//! # Sublog
//!
//! Structured log ingestion over HTTP with real-time fan-out to connected
//! viewers.
//!
//! ## Features
//!
//! - **Ingestion**: Winston-style JSON events, one at a time or in batches
//! - **Storage**: SQLite table of records, newest-first reads
//! - **Live stream**: every stored record pushed over WebSocket
//! - **Backpressure**: a viewer that falls behind is disconnected, never waited on
//!
//! ## Modules
//!
//! - [`storage`]: Log store and record types
//! - [`websocket`]: Broadcast hub and subscriber connections
//! - [`api`]: HTTP server with Axum
//! - [`config`]: TOML and environment configuration
//!
//! ## Quick Start
//!
//! ```rust,no_run
//! use sublog::storage::{LogStore, NewLogRecord};
//! use sublog::websocket::{Hub, HubConfig, Subscriber};
//!
//! #[tokio::main]
//! async fn main() -> Result<(), Box<dyn std::error::Error>> {
//!     let store = LogStore::open_in_memory()?;
//!     let (hub, _hub_task) = Hub::spawn(HubConfig::default());
//!
//!     // A viewer joins
//!     let (subscriber, mut queue) = Subscriber::new(None, hub.queue_capacity());
//!     hub.register(subscriber).await?;
//!
//!     // Persist first, then fan out
//!     let record = store.insert(NewLogRecord::new().level("info").message("hello")).await?;
//!     hub.broadcast(record).await?;
//!
//!     let pushed = queue.next().await.expect("record delivered");
//!     println!("viewer got record {}", pushed.id);
//!
//!     Ok(())
//! }
//! ```

pub mod api;
pub mod config;
pub mod logging;
pub mod storage;
pub mod websocket;

pub use storage::{LogRecord, LogStore, NewLogRecord, StorageError, StorageResult};

pub use api::{build_router, serve, ApiError, AppState};

pub use websocket::{
    websocket_handler, Hub, HubConfig, HubError, OutboundQueue, Subscriber, SubscriberId,
};

pub use config::{Config, ConfigError, ConfigOrigin, LoggingConfig, ServerConfig};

....

PROBLEM DESCRIPTION: All of the material above needs to be transcribed verbatim.

SOLUTION:
//! # Sublog
//!
//! Structured log ingestion over HTTP with real-time fan-out to connected
//! viewers.
//!
//! ## Features
//!
//! - **Ingestion**: Winston-style JSON events, one at a time or in batches
//! - **Storage**: SQLite table of records, newest-first reads
//! - **Live stream**: every stored record pushed over WebSocket
//! - **Backpressure**: a viewer that falls behind is disconnected, never waited on
//!
//! ## Modules
//!
//! - [`storage`]: Log store and record types
//! - [`websocket`]: Broadcast hub and subscriber connections
//! - [`api`]: HTTP server with Axum
//! - [`config`]: TOML and environment configuration
//!
//! ## Quick Start
//!
//! ```rust,no_run
//! use sublog::storage::{LogStore, NewLogRecord};
//! use sublog::websocket::{Hub, HubConfig, Subscriber};
//!
//! #[tokio::main]
//! async fn main() -> Result<(), Box<dyn std::error::Error>> {
//!     let store = LogStore::open_in_memory()?;
//!     let (hub, _hub_task) = Hub::spawn(HubConfig::default());
//!
//!     // A viewer joins
//!     let (subscriber, mut queue) = Subscriber::new(None, hub.queue_capacity());
//!     hub.register(subscriber).await?;
//!
//!     // Persist first, then fan out
//!     let record = store.insert(NewLogRecord::new().level("info").message("hello")).await?;
//!     hub.broadcast(record).await?;
//!
//!     let pushed = queue.next().await.expect("record delivered");
//!     println!("viewer got record {}", pushed.id);
//!
//!     Ok(())
//! }
//! ```

pub mod api;
pub mod config;
pub mod logging;
pub mod storage;
pub mod websocket;

pub use storage::{LogRecord, LogStore, NewLogRecord, StorageError, StorageResult};

pub use api::{build_router, serve, ApiError, AppState};

pub use websocket::{
    websocket_handler, Hub, HubConfig, HubError, OutboundQueue, Subscriber, SubscriberId,
};

pub use config::{Config, ConfigError, ConfigOrigin, LoggingConfig, ServerConfig};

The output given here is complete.